You need to pass the string directly, not as a StringIO.
Treetop parses a String, not an IO.
 
E

Eric Mahurin

[Note: parts of this message were removed to make it a legal post.]

In honor of that, this week's Ruby Quiz is to write a parser for JSON.


Here is another solution that uses my (somewhat) optimized 'grammar' package
directly. The JSON grammar is similar to before. The next release will use
an API closer to the simple Grammar0 package.

http://pastie.caboo.se/147078

Also, I ported this to my development code (which is not checked in to CVS
yet), to see the performance. I grabbed all of the current submissions
along with the fjson and json gems to see how they compare in terms of
performance. I used the previous benchmark that I posted. It also revealed
bugs in these submissions. Here is the performance I found on my machine
with ruby 1.8.6:

ch/s author/gem
---- ----------
- oksteev (TreeTop, couldn't get it to parse a string)
- Pawel Radecki (RE, mismatch)
- Justin Ethier (RE lexer + parser, 71: Invalid number 0)
4054 Eric Mahurin (Grammar0, no lexer, no parser generation)
54586 Eric Mahurin (Grammar, no lexer, v0.5)
166041 Thomas Link (RE, ruby 1.9 results)
220289 json
223486 Eric Mahurin (Grammar, no lexer, unreleased)
224823 fjson (uses C extensions)
553081 Eric Mahurin (Grammar, no lexer, unreleased, w/ ruby2cext)
1522250 json (w/ C extensions)

Note that the Grammar variants don't have the advantage of using RegExp
where you get some C performance. But, in my dev code, I'm using ruby2cext
to get a little more performance. You could integrate a RegExp lexer with a
Grammar parser, also.
 
C

Clifford Heath

Here's mine, done with Treetop. It also includes a
Readline-based interpretive checker. The generated
parser from Treetop has a slightly different interface,
so I've included JEG's test program with an adapter at
the top.

The nicest thing about using Treetop is how close the
grammar to the JSON spec :).

I prefer to convert hash keys to symbols, but the test
cases don't allow that so I stripped out my .to_sym's.

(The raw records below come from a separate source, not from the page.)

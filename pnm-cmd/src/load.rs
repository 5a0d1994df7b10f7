//! Database creation and loading of the importer's output.

use std::fs;
use std::path::Path;

use anyhow::Context;
use log::info;
use pnm_db::models::LoadSummary;
use pnm_db::Database;
use pnm_import::{PROVINCES_OUT, SPECIES_GROUPS_OUT, VISITOR_STATS_OUT};
use serde::Serialize;

/// Per-file outcome of [`run_load`].
#[derive(Debug, Clone, Copy, Default, Serialize, PartialEq, Eq)]
pub struct LoadReport {
    pub provinces: LoadSummary,
    pub species_groups: LoadSummary,
    pub visitor_stats: LoadSummary,
}

/// Create the database file and schema. Existing data is left untouched.
pub fn run_init(database: &Path) -> anyhow::Result<()> {
    let db = Database::open(database)
        .with_context(|| format!("opening database {}", database.display()))?;
    let tables = db.table_names()?;
    info!("Database {} ready with {} tables", database.display(), tables.len());
    Ok(())
}

fn read_import_file(import_dir: &Path, name: &str) -> anyhow::Result<String> {
    let path = import_dir.join(name);
    fs::read_to_string(&path).with_context(|| format!("reading {}", path.display()))
}

/// Load `provinces.csv`, `species_groups_info.csv` and `visitor_stats.csv`
/// from `import_dir`.
pub fn run_load(database: &Path, import_dir: &Path) -> anyhow::Result<LoadReport> {
    let db = Database::open(database)
        .with_context(|| format!("opening database {}", database.display()))?;

    let report = LoadReport {
        provinces: db.load_provinces(&read_import_file(import_dir, PROVINCES_OUT)?)?,
        species_groups: db.load_species_groups(&read_import_file(import_dir, SPECIES_GROUPS_OUT)?)?,
        visitor_stats: db.load_visitor_stats(&read_import_file(import_dir, VISITOR_STATS_OUT)?)?,
    };
    info!(
        "Load complete: {} provinces, {} species groups, {} visitor stats ({} rows skipped)",
        report.provinces.loaded,
        report.species_groups.loaded,
        report.visitor_stats.loaded,
        report.provinces.skipped + report.species_groups.skipped + report.visitor_stats.skipped
    );
    Ok(report)
}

Note that the test cases are rather limited in things
like white-space handling (and in fact the JSON spec is
actually incorrect, in that it doesn't define which rules
constitute tokens that may be separated by whitespace!)
Whitespace in Treetop must be handled explicitly, and it's
easy to miss a spot where it should be skipped, so the
tests should cover that.

I welched on full Unicode support as commented in my code,
but there's another test case you should apply, to parse
the string "\\u1234", which should throw an exception.
You'll see that my code is missing that exception, and
will misbehave instead :).

It wasn't clear from the quiz or the JSON spec whether an
integer is valid JSON. I elected to accept any value, not
just an object or array.

Treetop now uses Polyglot, which loads the generated .rb
file if you've generated it, or the .treetop file if not.

Clifford Heath.

First, the interactive test program:

require 'treetop'
require 'json' # Note that we can require the Treetop file directly.
require 'readline'

parser = JsonParser.new
while line = Readline::readline("? ", [])
begin
tree = parser.parse(line)
if tree
p tree.obj
else
puts parser.failure_reason
end
rescue => e
puts e
p e.backtrace
p tree if tree
end
end
puts

Now, my test adapter:

class JSONParser
def parse(text)
parser = JsonParser.new
p = parser.parse(text)
raise parser.failure_reason unless p
p.obj
end
end

Finally, the grammar itself:

# Treetop grammar for JSON for Ruby Quiz #155 by Clifford Heath.
grammar Json
rule json
value
end

rule object
'{' s pairs:pairs? s '}' s
{ def obj
pairs.empty? ? {} : pairs.obj
end
}
end

rule pairs
member rest:(s ',' s member)*
{ def obj
rest.elements.inject({eval(member.k.text_value) => member.value.obj}) { |h, e|
h[eval(e.member.k.text_value)] = e.member.value.obj
h
}
end
}
end

rule member # key/value pair of an object
k:string s ':' s value
end

rule array
'[' s e:elements? s ']'
{ def obj
e.empty? ? [] : e.obj
end
}
end

rule elements # elements of an array
value rest:(s ',' s value)*
{ def obj
rest.elements.inject([value.obj]) { |a, e|
a << e.value.obj
}
end
}
end

rule value
s alt:(string / number / object / array
/ 'true' { def obj; true; end }
/ 'false' { def obj; false; end }
/ 'null' { def obj; nil; end }
)
{ def obj; alt.obj; end }
end

rule string
'"' char* '"' { def obj
eval(
# Strip Unicode characters down to the chr equivalent.
# Note that I'm cheating here: '"\\u4321"' should assert,
# and there are cases that will succeed but corrupt the data.
# This should be handled in the "char" rule.
text_value.gsub(/\\u..../) { |unicode|
eval("0x"+unicode[2..-1]).chr
}
)
end
}
end

rule char
'\\' [\"\\\/bfnrt]
/ '\\u' hex hex hex hex
/ (![\\"] .)
end

rule hex
[0-9A-Fa-f]
end

rule number
int frac? exp? { def obj; eval(text_value); end }
end

rule int # Any integer
'-'? ([1-9] [0-9]* / '0')
{ def obj; eval(text_value); end }
end

rule frac # The fractional part of a floating-point number
'.' [0-9]+
end

rule exp # An exponent
[eE] [-+]? [0-9]+
end

rule s # Any amount of whtespace
[ \t\n\t]*
end

end
 
E

Eric Mahurin

[Note: parts of this message were removed to make it a legal post.]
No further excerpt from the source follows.